In figure 1, the main themes are organized as defense mechanisms, triggers, and resources. This process is iterative and evolves session by session. In this case, the client's anxiety and panic attacks were triggered by the fear of being rejected or abandoned by her new romantic partner. Another trigger was the awareness of gaining weight. Both triggers and the lack of awareness of her beliefs and values related to traumatic experiences allow the symptoms to develop and stay.
In her words: "when I'm at the mall or public spaces, I start thinking that I'm not well dressed, that I look fat or stupid... and my boyfriend is so beautiful... I think he will leave me... or that others can see that he should not be with me... I hate my skin and fat...".

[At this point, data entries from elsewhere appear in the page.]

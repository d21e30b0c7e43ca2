//! # Ticketdesk
//!
//! Support ticketing service: tickets with a status workflow, comments
//! attached to tickets, and cache-aside reads in front of `PostgreSQL`.
//!
//! ## Architecture
//!
//! ```text
//!  ┌───────────────┐   ┌────────────────┐
//!  │ TicketService │   │ CommentService │   status machine, guards
//!  └───────┬───────┘   └───────┬────────┘
//!          │  get: cache first │
//!          ├──────────┬────────┤
//!          ▼          ▼        ▼
//!  ┌──────────────┐  ┌──────────────────┐
//!  │  CacheAside  │  │  TicketStore /   │   source of truth
//!  │   (Redis)    │  │  CommentStore    │
//!  └──────────────┘  │   (PostgreSQL)   │
//!                    └──────────────────┘
//! ```
//!
//! Writes go to the store first; the matching cache key is invalidated
//! after the write commits. Cache failures are logged and never surface to
//! callers.
//!
//! ## Example
//!
//! ```
//! use std::sync::Arc;
//! use ticketdesk::{CommentService, TicketService};
//! use ticketdesk_core::{CacheAside, CachePolicy, NewComment, NewTicket, TicketPatch, TicketStatus};
//! use ticketdesk_testing::{InMemoryCache, InMemoryStore, test_clock};
//!
//! # async fn example() -> ticketdesk_core::Result<()> {
//! let store = Arc::new(InMemoryStore::new());
//! let cache = Arc::new(InMemoryCache::new());
//! let clock = Arc::new(test_clock());
//!
//! let tickets = TicketService::new(
//!     Arc::clone(&store),
//!     CacheAside::new(Arc::clone(&cache), CachePolicy::default()),
//!     clock.clone(),
//! );
//! let comments = CommentService::new(
//!     store,
//!     CacheAside::new(cache, CachePolicy::disabled()),
//!     clock,
//! );
//!
//! let ticket = tickets
//!     .create(NewTicket::new("VPN down", "ana@example.com", "ana"))
//!     .await?;
//! tickets
//!     .update(ticket.id, TicketPatch::new("agent").with_status(TicketStatus::Closed))
//!     .await?;
//!
//! let rejected = comments
//!     .create(NewComment::new(ticket.id, "still broken", "ana@example.com", "ana"))
//!     .await;
//! assert!(rejected.is_err());
//! # Ok(())
//! # }
//! ```

#![forbid(unsafe_code)]
#![warn(missing_docs)]

pub mod bootstrap;
pub mod config;
pub mod services;
pub mod telemetry;

pub use config::Config;
pub use services::{CommentService, ServicePolicy, TicketService};
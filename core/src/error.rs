//! Error types for ticket and comment operations.

use crate::entity::{EntityKind, TicketId};
use crate::status::TicketStatus;
use std::fmt;
use thiserror::Error;

/// Result type alias for ticketing operations.
pub type Result<T> = std::result::Result<T, TicketError>;

/// Error taxonomy for the ticketing core.
///
/// Rejections (`StatusTransitionNotAllowed`, `TicketStatusNotAllowed`,
/// `Validation`, `VersionConflict`) are always raised before any write, so an
/// operation failing with one of them has not mutated state.
#[derive(Debug, Error, Clone, PartialEq, Eq)]
pub enum TicketError {
    // ═══════════════════════════════════════════════════════════
    // Lookup
    // ═══════════════════════════════════════════════════════════

    /// No record with this id in the persistent store.
    #[error("{kind} with id {id} not found")]
    NotFound {
        /// Kind of entity that was looked up
        kind: EntityKind,
        /// Requested identifier
        id: String,
    },

    // ═══════════════════════════════════════════════════════════
    // Workflow
    // ═══════════════════════════════════════════════════════════

    /// Requested status change is illegal from the current status.
    #[error("Status transition not allowed: from `{from}` to `{to}`")]
    StatusTransitionNotAllowed {
        /// Current status
        from: TicketStatus,
        /// Requested status
        to: TicketStatus,
    },

    /// Operation rejected because of the ticket's current status
    /// (comment on a closed ticket, or an edit forbidden by policy).
    #[error("Not allowed in ticket status: {status}")]
    TicketStatusNotAllowed {
        /// The ticket's current status
        status: TicketStatus,
    },

    /// Input failed validation.
    #[error("Validation failed: {0}")]
    Validation(String),

    /// The ticket changed since it was loaded.
    #[error("Version conflict on ticket {id}: expected version {expected}")]
    VersionConflict {
        /// Ticket being updated
        id: TicketId,
        /// Version the update was based on
        expected: i32,
    },

    // ═══════════════════════════════════════════════════════════
    // System
    // ═══════════════════════════════════════════════════════════

    /// Persistent store call failed. Never retried by the core.
    #[error("Store unavailable: {0}")]
    StoreUnavailable(String),

    /// Encoding or decoding a record failed.
    #[error("Serialization error: {0}")]
    Serialization(String),
}

impl TicketError {
    /// Build a [`TicketError::NotFound`] for any displayable id.
    #[must_use]
    pub fn not_found(kind: EntityKind, id: impl fmt::Display) -> Self {
        Self::NotFound {
            kind,
            id: id.to_string(),
        }
    }

    /// Returns `true` for the workflow rejections that an API layer maps to
    /// "method not allowed".
    ///
    /// # Examples
    ///
    /// ```
    /// # use ticketdesk_core::{TicketError, TicketStatus};
    /// let err = TicketError::TicketStatusNotAllowed { status: TicketStatus::Closed };
    /// assert!(err.is_not_allowed());
    /// assert!(!TicketError::Validation("x".into()).is_not_allowed());
    /// ```
    #[must_use]
    pub const fn is_not_allowed(&self) -> bool {
        matches!(
            self,
            Self::StatusTransitionNotAllowed { .. } | Self::TicketStatusNotAllowed { .. }
        )
    }

    /// Returns `true` for [`TicketError::NotFound`].
    #[must_use]
    pub const fn is_not_found(&self) -> bool {
        matches!(self, Self::NotFound { .. })
    }
}

#[cfg(test)]
mod tests {
    use super::*;

    #[test]
    fn test_transition_error_message_names_both_statuses() {
        let err = TicketError::StatusTransitionNotAllowed {
            from: TicketStatus::Closed,
            to: TicketStatus::Open,
        };
        assert_eq!(
            err.to_string(),
            "Status transition not allowed: from `closed` to `open`"
        );
    }

    #[test]
    fn test_not_found_message() {
        let err = TicketError::not_found(EntityKind::Comment, "abc");
        assert_eq!(err.to_string(), "comment with id abc not found");
        assert!(err.is_not_found());
    }
}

This process requires a good therapeutic alliance and trust between therapist and client, which may vary among different clients and therapists, so don't be afraid if it is hard to open up with your therapist or define the problem.
Now we are ready to set a change objective or goal. The problem is understood and we know the resources she counts on to face the issue.
Session 4 and on
Objective:
In this case, she was a good writer so we exploited that. She started writing stories of good moments like when she felt beautiful, or others confessed having feelings for her. All the little victories and beautiful moments were "ignored" because of her maladaptive defense mechanism.
The act of talking out the problems, exploring them together, and re-define them by integrating other good moments usually gives "perspective" and "awareness" of bad habits such as catastrophizing, avoidance of the mirror, or obsessive solutions like trying to be always "fit and beautiful".
The sessions usually are about talking and exploring these worries, expressing them somehow into art or symbolic objects, followed by a commitment to act differently in front of the trigger.
Afterward, progressive exposure to the fear is key: going shopping, finding a new job, looking and touching her body in the mirror, challenging the ritual of "perfect dressing", practicing self-love, and sharing / helping others with similar issues. The trauma turns into a "cool - dramatic story of surviving" instead of something to be afraid of.
Other details:
- some sessions at the beginning were without the camera.
- most sessions were in the morning, while she was in pajama on her bed.
- She missed many sessions during the process of finding ways to love herself.
- The entire process took 20 sessions.
When the therapy finished she was very aware of her patterns and confident about how to handle them. Life also put some challenges on her way (conflicts with her boyfriends and family members), that she managed to handle without triggering anxiety disorders, self-agression, or isolation. I could tell she was very proud of her achievements, improved her grades, and even set more boundaries in her relationship that she would not dare to set before.
The last time I followed her up she mentioned that would manage very well most problems. Still experience insecurities sometimes, but never lasting long enough like to come back to therapy.
She knew what to do and how to do it, and life could be seen as balance place between "good and bad" that was very worth living.